That would just cause it to switch on and then off etc.

Sent from my iPhone using Tapatalk


----------



## LiquidLogic (Apr 16, 2020)

MrShades said:


> That would just cause it to switch on and then off etc.
> 
> Sent from my iPhone using Tapatalk


 Yes, but if the low was only 1s, the high 900s, it would only flick off briefly every 20 minutes resetting the auto-off. Not ideal if you were using it but unlikely.

The machine could then be controlled through the socket only. I think the timings are a real issue with this anyway....


----------



## MrShades (Jul 29, 2009)

No, it's normally low and then it flip/flops on and off whenever it goes high - so it would turn on and off every 20mins.

Anyway a defeating the 20min timer is simple - and I have a separate thread about that. This primarily concerns how to turn the machine ON.

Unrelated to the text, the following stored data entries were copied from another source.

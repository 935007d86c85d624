//! Liability classification
//!
//! Answers "who eats the loss?" for a returned or failed payment.
//! Classification starts from the seeded reference table, applies
//! context overrides, and records an append-only liability event.
//! Determinations are never edited; new facts get new rows.

use paycore_core::{
    Amount, ErrorOrigin, LegalEntityId, LiabilityParty, Rail, RecoveryPath, RecoveryStatus,
    TenantId,
};
use paycore_events::{record, DomainEvent, EventContext};
use paycore_storage::{LiabilityEventRow, NewLiabilityEvent, Store, Txn};
use serde_json::Value as JsonValue;

use crate::error::{LiabilityError, LiabilityResult};

/// Context the caller knows about the failure
#[derive(Debug, Clone, Default)]
pub struct ReturnContext {
    /// Prior failed payments to the same payee
    pub repeat_failure_count: u32,
    /// Evidence that our own data handling caused the failure
    pub platform_data_error: Option<String>,
}

/// Result of classifying one return
#[derive(Debug, Clone, PartialEq)]
pub struct Classification {
    pub error_origin: ErrorOrigin,
    pub liability_party: LiabilityParty,
    pub recovery_path: RecoveryPath,
    pub is_recoverable: bool,
    pub determination_reason: String,
}

/// Inputs for recording a liability event
#[derive(Debug, Clone)]
pub struct RecordLiability {
    pub tenant_id: TenantId,
    pub legal_entity_id: LegalEntityId,
    pub source_type: String,
    pub source_id: String,
    pub loss_amount: Amount,
    pub return_code: Option<String>,
    pub evidence: JsonValue,
    pub idempotency_key: String,
}

/// Liability attribution service
#[derive(Clone)]
pub struct Classifier {
    store: Store,
}

impl Classifier {
    pub fn new(store: Store) -> Self {
        Self { store }
    }

    /// Classify a return code in its context
    pub fn classify(&self, rail: Rail, return_code: &str, context: &ReturnContext) -> Classification {
        self.store
            .read(|tables| classify_with(tables.return_code(rail, return_code), return_code, context))
    }

    /// Classification against an open transaction's view
    pub fn classify_in(
        txn: &Txn,
        rail: Rail,
        return_code: &str,
        context: &ReturnContext,
    ) -> Classification {
        classify_with(txn.tables().return_code(rail, return_code), return_code, context)
    }

    /// Record a classification as an append-only liability event.
    /// Idempotent on (tenant, idempotency_key); the
    /// `LiabilityClassified` event fires only for a new row.
    pub fn record(
        &self,
        classification: &Classification,
        request: RecordLiability,
        ctx: &EventContext,
    ) -> LiabilityResult<(LiabilityEventRow, bool)> {
        self.store
            .with_txn::<_, LiabilityError>(|txn| Self::record_in(txn, classification, request, ctx))
    }

    /// Recording inside an already-open transaction
    pub fn record_in(
        txn: &mut Txn,
        classification: &Classification,
        request: RecordLiability,
        ctx: &EventContext,
    ) -> LiabilityResult<(LiabilityEventRow, bool)> {
        let (row, is_new) = txn.insert_liability_event(NewLiabilityEvent {
            tenant_id: request.tenant_id,
            legal_entity_id: request.legal_entity_id,
            source_type: request.source_type,
            source_id: request.source_id,
            error_origin: classification.error_origin,
            liability_party: classification.liability_party,
            recovery_path: classification.recovery_path,
            loss_amount: request.loss_amount,
            recovery_status: RecoveryStatus::Pending,
            determination_reason: classification.determination_reason.clone(),
            evidence: request.evidence,
            idempotency_key: request.idempotency_key,
        })?;

        if is_new {
            record(
                txn,
                ctx,
                &DomainEvent::LiabilityClassified {
                    liability_event_id: row.id,
                    source_type: row.source_type.clone(),
                    source_id: row.source_id.clone(),
                    error_origin: row.error_origin,
                    liability_party: row.liability_party,
                    recovery_path: row.recovery_path,
                    loss_amount: row.loss_amount,
                    return_code: request.return_code,
                },
            )?;
            tracing::info!(
                liability_event = %row.id,
                party = %row.liability_party,
                path = %row.recovery_path,
                loss = %row.loss_amount,
                "liability classified"
            );
        }

        Ok((row, is_new))
    }

    /// Record recovery progress as a new appended fact. Existing
    /// liability events are never re-opened or edited.
    pub fn record_recovery_progress(
        &self,
        prior: &LiabilityEventRow,
        new_status: RecoveryStatus,
        note: &str,
        ctx: &EventContext,
    ) -> LiabilityResult<(LiabilityEventRow, bool)> {
        let classification = Classification {
            error_origin: prior.error_origin,
            liability_party: prior.liability_party,
            recovery_path: prior.recovery_path,
            is_recoverable: true,
            determination_reason: format!(
                "Recovery update for {}: {note}",
                prior.id
            ),
        };
        self.store.with_txn::<_, LiabilityError>(|txn| {
            let (row, is_new) = txn.insert_liability_event(NewLiabilityEvent {
                tenant_id: prior.tenant_id,
                legal_entity_id: prior.legal_entity_id,
                source_type: prior.source_type.clone(),
                source_id: prior.source_id.clone(),
                error_origin: classification.error_origin,
                liability_party: classification.liability_party,
                recovery_path: classification.recovery_path,
                loss_amount: prior.loss_amount,
                recovery_status: new_status,
                determination_reason: classification.determination_reason.clone(),
                evidence: serde_json::json!({ "supersedes": prior.id.to_string() }),
                idempotency_key: format!("{}:recovery:{}", prior.idempotency_key, new_status),
            })?;
            if is_new {
                record(
                    txn,
                    ctx,
                    &DomainEvent::LiabilityClassified {
                        liability_event_id: row.id,
                        source_type: row.source_type.clone(),
                        source_id: row.source_id.clone(),
                        error_origin: row.error_origin,
                        liability_party: row.liability_party,
                        recovery_path: row.recovery_path,
                        loss_amount: row.loss_amount,
                        return_code: None,
                    },
                )?;
            }
            Ok((row, is_new))
        })
    }
}

fn classify_with(
    reference: Option<&paycore_storage::ReturnCodeRow>,
    return_code: &str,
    context: &ReturnContext,
) -> Classification {
    let (mut origin, mut party, mut recoverable, mut reason) = match reference {
        Some(row) => (
            row.default_error_origin,
            row.default_liability_party,
            row.is_recoverable,
            format!("Return code {}: {}", return_code, row.description),
        ),
        // Unknown codes park the determination for manual review
        None => (
            ErrorOrigin::Unknown,
            LiabilityParty::Pending,
            false,
            format!("Unknown return code {return_code}; requires investigation"),
        ),
    };

    if context.repeat_failure_count >= 3 {
        party = LiabilityParty::Employer;
        reason.push_str(" (repeated failures; employer must correct payment details)");
    }
    if let Some(detail) = &context.platform_data_error {
        origin = ErrorOrigin::Platform;
        party = LiabilityParty::Psp;
        recoverable = false;
        reason = format!("Platform data handling error: {detail}");
    }

    let recovery_path = match party {
        LiabilityParty::Employer if recoverable => RecoveryPath::OffsetFuture,
        LiabilityParty::Psp => RecoveryPath::WriteOff,
        LiabilityParty::Pending => RecoveryPath::Dispute,
        _ => RecoveryPath::None,
    };

    Classification {
        error_origin: origin,
        liability_party: party,
        recovery_path,
        is_recoverable: recoverable,
        determination_reason: reason,
    }
}

#[cfg(test)]
mod tests {
    use super::*;
    use crate::codes;
    use paycore_events::{EventFilter, EventLog};
    use paycore_storage::StorageError;
    use rust_decimal_macros::dec;
    use serde_json::json;

    fn seeded_store() -> Store {
        let store = Store::new();
        store
            .with_txn::<_, StorageError>(|txn| {
                codes::seed_in(txn);
                Ok(())
            })
            .unwrap();
        store
    }

    #[test]
    fn test_r01_classification() {
        let classifier = Classifier::new(seeded_store());
        let result = classifier.classify(Rail::Ach, "R01", &ReturnContext::default());
        assert_eq!(result.error_origin, ErrorOrigin::Recipient);
        assert_eq!(result.liability_party, LiabilityParty::Employer);
        assert_eq!(result.recovery_path, RecoveryPath::OffsetFuture);
    }

    #[test]
    fn test_unknown_code_parks_for_review() {
        let classifier = Classifier::new(seeded_store());
        let result = classifier.classify(Rail::Ach, "R86", &ReturnContext::default());
        assert_eq!(result.error_origin, ErrorOrigin::Unknown);
        assert_eq!(result.liability_party, LiabilityParty::Pending);
        assert_eq!(result.recovery_path, RecoveryPath::Dispute);
    }

    #[test]
    fn test_platform_error_override() {
        let classifier = Classifier::new(seeded_store());
        let result = classifier.classify(
            Rail::Ach,
            "R03",
            &ReturnContext {
                repeat_failure_count: 0,
                platform_data_error: Some("routing number transposed".into()),
            },
        );
        assert_eq!(result.liability_party, LiabilityParty::Psp);
        assert_eq!(result.recovery_path, RecoveryPath::WriteOff);
    }

    #[test]
    fn test_repeat_failures_escalate() {
        let classifier = Classifier::new(seeded_store());
        let result = classifier.classify(
            Rail::Ach,
            "R16",
            &ReturnContext {
                repeat_failure_count: 3,
                platform_data_error: None,
            },
        );
        assert_eq!(result.liability_party, LiabilityParty::Employer);
    }

    #[test]
    fn test_record_is_idempotent_and_emits_once() {
        let store = seeded_store();
        let classifier = Classifier::new(store.clone());
        let log = EventLog::new(store.clone());
        let tenant = TenantId::new();
        let ctx = EventContext::workflow(tenant, uuid::Uuid::new_v4());

        let classification = classifier.classify(Rail::Ach, "R01", &ReturnContext::default());
        let request = || RecordLiability {
            tenant_id: tenant,
            legal_entity_id: LegalEntityId::new(),
            source_type: "settlement_event".into(),
            source_id: "se-1".into(),
            loss_amount: Amount::new(dec!(4200)).unwrap(),
            return_code: Some("R01".into()),
            evidence: json!({"trace": "ACHTRACE-1"}),
            idempotency_key: "liability:se-1".into(),
        };

        let (first, is_new) = classifier.record(&classification, request(), &ctx).unwrap();
        assert!(is_new);
        let (second, is_new) = classifier.record(&classification, request(), &ctx).unwrap();
        assert!(!is_new);
        assert_eq!(first.id, second.id);

        let events = log.query(
            tenant,
            &EventFilter::default().with_types(["LiabilityClassified"]),
        );
        assert_eq!(events.len(), 1);
    }
}
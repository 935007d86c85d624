//! Liability errors

use paycore_events::EventError;
use paycore_storage::StorageError;
use thiserror::Error;

#[derive(Error, Debug)]
pub enum LiabilityError {
    #[error(transparent)]
    Storage(#[from] StorageError),

    #[error("event error: {0}")]
    Event(#[from] EventError),
}

pub type LiabilityResult<T> = Result<T, LiabilityError>;
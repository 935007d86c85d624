//! Ledger errors

use paycore_core::{AccountId, ReservationId, ReservationStatus};
use paycore_events::EventError;
use paycore_storage::StorageError;
use rust_decimal::Decimal;
use thiserror::Error;

#[derive(Error, Debug)]
pub enum LedgerError {
    #[error(transparent)]
    Storage(#[from] StorageError),

    #[error("event error: {0}")]
    Event(#[from] EventError),

    #[error(
        "insufficient available funds on account {account}: requested {requested}, available {available}"
    )]
    InsufficientAvailable {
        account: AccountId,
        requested: Decimal,
        available: Decimal,
    },

    #[error("reservation {0} is already {1}")]
    ReservationTerminal(ReservationId, ReservationStatus),
}

impl LedgerError {
    /// Whether this is the double-reversal failure from the storage
    /// boundary
    pub fn is_already_reversed(&self) -> bool {
        matches!(self, LedgerError::Storage(StorageError::AlreadyReversed(_)))
    }
}

pub type LedgerResult<T> = Result<T, LedgerError>;
//! Return-code reference seed
//!
//! Default classification per (rail, code). Context-aware overrides
//! happen at classification time; the seed is the baseline a reviewer
//! can audit against NACHA and FedNow documentation.

use paycore_core::{ErrorOrigin, LiabilityParty, Rail};
use paycore_storage::{ReturnCodeRow, Txn};

fn row(
    rail: Rail,
    code: &str,
    origin: ErrorOrigin,
    party: LiabilityParty,
    recoverable: bool,
    description: &str,
) -> ReturnCodeRow {
    ReturnCodeRow {
        rail,
        code: code.to_string(),
        default_error_origin: origin,
        default_liability_party: party,
        is_recoverable: recoverable,
        description: description.to_string(),
    }
}

/// The seeded reference table
pub fn reference_rows() -> Vec<ReturnCodeRow> {
    use ErrorOrigin::*;
    use LiabilityParty::*;

    vec![
        // ACH returns
        row(Rail::Ach, "R01", Recipient, Employer, true, "Insufficient funds"),
        row(Rail::Ach, "R02", Recipient, Employer, true, "Account closed"),
        row(Rail::Ach, "R03", Client, Employer, true, "No account / unable to locate"),
        row(Rail::Ach, "R04", Client, Employer, true, "Invalid account number"),
        row(Rail::Ach, "R05", Recipient, Psp, false, "Unauthorized debit to consumer account"),
        row(Rail::Ach, "R06", Platform, Psp, false, "Returned per ODFI request"),
        row(Rail::Ach, "R07", Recipient, Employer, false, "Authorization revoked by customer"),
        row(Rail::Ach, "R08", Recipient, Employer, false, "Payment stopped"),
        row(Rail::Ach, "R09", Recipient, Employer, true, "Uncollected funds"),
        row(Rail::Ach, "R10", Recipient, Pending, false, "Customer advises not authorized"),
        row(Rail::Ach, "R16", Bank, Pending, false, "Account frozen"),
        row(Rail::Ach, "R20", Client, Employer, true, "Non-transaction account"),
        row(Rail::Ach, "R29", Client, Employer, false, "Corporate customer advises not authorized"),
        // FedNow rejects and returns
        row(Rail::FedNow, "AC01", Client, Employer, true, "Incorrect account number"),
        row(Rail::FedNow, "AC04", Recipient, Employer, true, "Closed account"),
        row(Rail::FedNow, "AC06", Bank, Pending, false, "Blocked account"),
        row(Rail::FedNow, "AM02", Platform, Psp, false, "Amount not allowed"),
        row(Rail::FedNow, "AM04", Recipient, Employer, true, "Insufficient funds"),
        row(Rail::FedNow, "BE04", Client, Employer, true, "Missing creditor address"),
        row(Rail::FedNow, "RJCT", Provider, Pending, false, "Rejected by receiving institution"),
    ]
}

/// Seed the reference table inside an open transaction
pub fn seed_in(txn: &mut Txn) {
    for row in reference_rows() {
        txn.upsert_return_code(row);
    }
}
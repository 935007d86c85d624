//! Rail provider abstraction
//!
//! Each bank or processor gets an adapter implementing `RailProvider`.
//! The orchestrator and reconciler consume only this trait: capability
//! advertisement, idempotent submission, status polling, optional
//! cancel, a pull reconciliation feed, and signed webhook parsing.

use chrono::NaiveDate;
use paycore_core::{
    Amount, AttemptStatus, Currency, Direction, InstructionId, PayeeType, Rail, SettlementStatus,
};
use rust_decimal::Decimal;
use serde_json::Value as JsonValue;
use std::collections::BTreeMap;

use crate::error::RailResult;

/// Headers attached to a provider webhook
pub type WebhookHeaders = BTreeMap<String, String>;

/// Capabilities a provider advertises. Rail selection reads these; the
/// orchestrator never consults concrete adapter types.
#[derive(Debug, Clone, Default)]
pub struct RailCapabilities {
    pub rails: Vec<Rail>,
    /// Human-readable cutoff per rail, e.g. "17:00 CT"
    pub cutoff_times: BTreeMap<Rail, String>,
    /// Per-transaction ceiling per rail
    pub max_per_txn: BTreeMap<Rail, Amount>,
    /// Business days until settlement per rail (0 = instant)
    pub settlement_days: BTreeMap<Rail, u32>,
    /// Cost per transaction per rail, used as the first tie-breaker
    pub cost_per_txn: BTreeMap<Rail, Decimal>,
    pub supports_cancel: bool,
    pub supports_batch: bool,
}

/// Submission request handed to a provider
#[derive(Debug, Clone)]
pub struct SubmitRequest {
    pub instruction_id: InstructionId,
    pub idempotency_key: String,
    pub amount: Amount,
    pub currency: Currency,
    pub direction: Direction,
    pub payee_type: PayeeType,
    pub payee_ref: String,
    pub rail: Rail,
    pub requested_settlement_date: Option<NaiveDate>,
    pub metadata: JsonValue,
}

/// Provider response to a submission
#[derive(Debug, Clone)]
pub struct SubmitOutcome {
    pub provider_request_id: String,
    pub status: AttemptStatus,
    pub trace_id: String,
    pub estimated_settlement_date: Option<NaiveDate>,
    pub message: String,
}

/// Provider response to a status poll
#[derive(Debug, Clone)]
pub struct StatusOutcome {
    pub status: SettlementStatus,
    pub external_trace_id: Option<String>,
    pub effective_date: Option<NaiveDate>,
    pub return_code: Option<String>,
}

/// One record from a provider's settlement feed or webhook. This is
/// external truth; the reconciler matches it against attempts.
#[derive(Debug, Clone)]
pub struct SettlementRecord {
    pub external_trace_id: String,
    /// Provider request id when the provider echoes it; the primary
    /// match key
    pub provider_request_id: Option<String>,
    pub rail: Rail,
    pub direction: Direction,
    pub amount: Amount,
    pub currency: Currency,
    pub status: SettlementStatus,
    pub effective_date: NaiveDate,
    pub return_code: Option<String>,
    pub return_reason: Option<String>,
    /// Payee reference when the feed carries receiver information;
    /// used by fallback matching
    pub payee_ref: Option<String>,
    pub raw_payload: JsonValue,
}

/// Uniform interface over payment rail adapters
pub trait RailProvider: Send + Sync {
    /// Stable provider name; part of the attempt's unique key
    fn name(&self) -> &str;

    fn capabilities(&self) -> RailCapabilities;

    /// Submit a payment. Must be idempotent per instruction
    /// idempotency key: resubmitting returns the same
    /// provider_request_id without creating a second payment.
    fn submit(&self, request: &SubmitRequest) -> RailResult<SubmitOutcome>;

    fn status(&self, provider_request_id: &str) -> RailResult<StatusOutcome>;

    /// Attempt to cancel. Returns Ok(false) when the payment exists
    /// but is past the point of no return.
    fn cancel(&self, provider_request_id: &str) -> RailResult<bool>;

    /// Pull settlement records effective on the given date
    fn reconcile(&self, date: NaiveDate) -> RailResult<Vec<SettlementRecord>>;

    /// Verify and parse a webhook. Signature failure must surface as
    /// `RailError::Signature` without parsing the body.
    fn parse_webhook(&self, body: &[u8], headers: &WebhookHeaders) -> RailResult<SettlementRecord>;
}
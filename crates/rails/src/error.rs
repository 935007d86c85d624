//! Rail provider errors
//!
//! The split that matters downstream is retryable vs not: the
//! orchestrator retries the former with backoff and records a terminal
//! failure for the latter. Signature failures are their own kind and
//! are never parsed further.

use thiserror::Error;

#[derive(Error, Debug)]
pub enum RailError {
    #[error("provider unavailable: {0}")]
    Unavailable(String),

    #[error("provider rate limited: {0}")]
    RateLimited(String),

    #[error("rejected by provider: {0}")]
    Rejected(String),

    #[error("unknown provider request id: {0}")]
    UnknownRequest(String),

    #[error("operation not supported by this rail: {0}")]
    Unsupported(String),

    #[error("webhook signature verification failed")]
    Signature,

    #[error("malformed webhook payload: {0}")]
    Malformed(String),
}

impl RailError {
    /// Whether the orchestrator may retry the operation
    pub fn retryable(&self) -> bool {
        matches!(self, RailError::Unavailable(_) | RailError::RateLimited(_))
    }
}

pub type RailResult<T> = Result<T, RailError>;
impl AchSandbox {
    pub const NAME: &'static str = "ach_sandbox";

    pub fn new(webhook_secret: impl Into<String>) -> Self {
        Self {
            webhook_secret: webhook_secret.into(),
            payments: Mutex::new(HashMap::new()),
            injected_failures: Mutex::new(VecDeque::new()),
        }
    }

    /// Queue a failure for the next submit call (test lever)
    pub fn inject_failure(&self, error: RailError) {
        self.injected_failures
            .lock()
            .unwrap_or_else(|e| e.into_inner())
            .push_back(error);
    }

    /// Settle every accepted payment with the given effective date
    pub fn settle_all(&self, date: NaiveDate) {
        let mut payments = self.payments.lock().unwrap_or_else(|e| e.into_inner());
        for payment in payments.values_mut() {
            if payment.status == SettlementStatus::Accepted {
                payment.status = SettlementStatus::Settled;
                payment.effective_date = date;
            }
        }
    }

    /// Mark a payment returned, as the bank would report it on the
    /// next feed
    pub fn simulate_return(
        &self,
        provider_request_id: &str,
        return_code: &str,
        reason: &str,
    ) -> RailResult<()> {
        let mut payments = self.payments.lock().unwrap_or_else(|e| e.into_inner());
        let payment = payments
            .get_mut(provider_request_id)
            .ok_or_else(|| RailError::UnknownRequest(provider_request_id.to_string()))?;
        payment.status = SettlementStatus::Returned;
        payment.return_code = Some(return_code.to_string());
        payment.return_reason = Some(reason.to_string());
        Ok(())
    }

    /// Build a signed webhook for a tracked payment (test lever)
    pub fn encode_webhook(&self, provider_request_id: &str) -> RailResult<(Vec<u8>, WebhookHeaders)> {
        let payments = self.payments.lock().unwrap_or_else(|e| e.into_inner());
        let payment = payments
            .get(provider_request_id)
            .ok_or_else(|| RailError::UnknownRequest(provider_request_id.to_string()))?;
        let wire = WireSettlement {
            provider_request_id: provider_request_id.to_string(),
            trace_id: payment.trace_id.clone(),
            status: native_ach_status(payment.status).to_string(),
            amount: payment.amount.value(),
            currency: payment.currency.code().to_string(),
            direction: payment.direction.to_string(),
            effective_date: payment.effective_date,
            return_code: payment.return_code.clone(),
            return_reason: payment.return_reason.clone(),
            payee_ref: Some(payment.payee_ref.clone()),
        };
        let body = serde_json::to_vec(&wire).map_err(|e| RailError::Malformed(e.to_string()))?;
        let mut headers = WebhookHeaders::new();
        headers.insert(
            SIGNATURE_HEADER.to_string(),
            signature::sign(&self.webhook_secret, &body),
        );
        Ok((body, headers))
    }

    fn record_from(&self, provider_request_id: &str, payment: &StubPayment) -> SettlementRecord {
        SettlementRecord {
            external_trace_id: payment.trace_id.clone(),
            provider_request_id: Some(provider_request_id.to_string()),
            rail: Rail::Ach,
            direction: payment.direction,
            amount: payment.amount,
            currency: payment.currency.clone(),
            status: payment.status,
            effective_date: payment.effective_date,
            return_code: payment.return_code.clone(),
            return_reason: payment.return_reason.clone(),
            payee_ref: Some(payment.payee_ref.clone()),
            raw_payload: json!({
                "provider_request_id": provider_request_id,
                "trace_id": payment.trace_id,
                "status": native_ach_status(payment.status),
            }),
        }
    }
}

Once it's ON it's simple to make it stay on, and any smart switch can be used to kill the power and turn it off.

Sent from my iPhone using Tapatalk


----------



## hazzeruk (Jun 28, 2019)

Hey Mr shades hope you are well, I've had the pid running in my classic pro for a while now absolutely mint still would you be willing to sell this as a kit even if it's just the wires as that would be really great

Cheers,

Harry


----------



## flyboy320 (Mar 9, 2020)

MrShades said:


> On the 2018+ model it's not a rocker switch - that's the problem.


 I have a 2020 N.A. model and the switch is a rocker switch (not a momentary switch). I have a couple of the Sonoff devices kicking around and would like to try this mod out. Is it possible to wire this similar to the way you did in your first post? I assume I could just tap off the rear power live and rear power neutral and just leave the front power switch left ON?


----------



## hazzeruk (Jun 28, 2019)

@MrShades hi mate, didn't know whether you saw my above comment, I'd be interested in this and the timer disable mod if possible to sell it


----------



## MrShades (Jul 29, 2009)

hazzeruk said:


> @MrShades hi mate, didn't know whether you saw my above comment, I'd be interested in this and the timer disable mod if possible to sell it


 Hello.... I'm not comfortable selling something that doesn't work properly. The Sonoff wifi switch is still a bit of a compromise - and you have to use it with a wifi power switch to get full on/off functionality etc. - so it's a bit of a "workaround". As such I just published the idea on here and anyone who wants to do it, can make it up and use it.

We sell the timer disable cables on our website - www.shadesofcoffee.co.uk

As a compromise, and to help you... if you order 2 x timer disable switches - I'll make up the three cables that you need for the Sonoff, and ship those instead of one of the timer disable cables - so you'd get 1 x timer disable cable and 3 x wires for the Sonoff. You buy your own Sonoff from Amazon.


----------



## MrShades (Jul 29, 2009)

flyboy320 said:


> I have a 2020 N.A. model and the switch is a rocker switch (not a momentary switch). I have a couple of the Sonoff devices kicking around and would like to try this mod out. Is it possible to wire this similar to the way you did in your first post? I assume I could just tap off the rear power live and rear power neutral and just leave the front power switch left ON?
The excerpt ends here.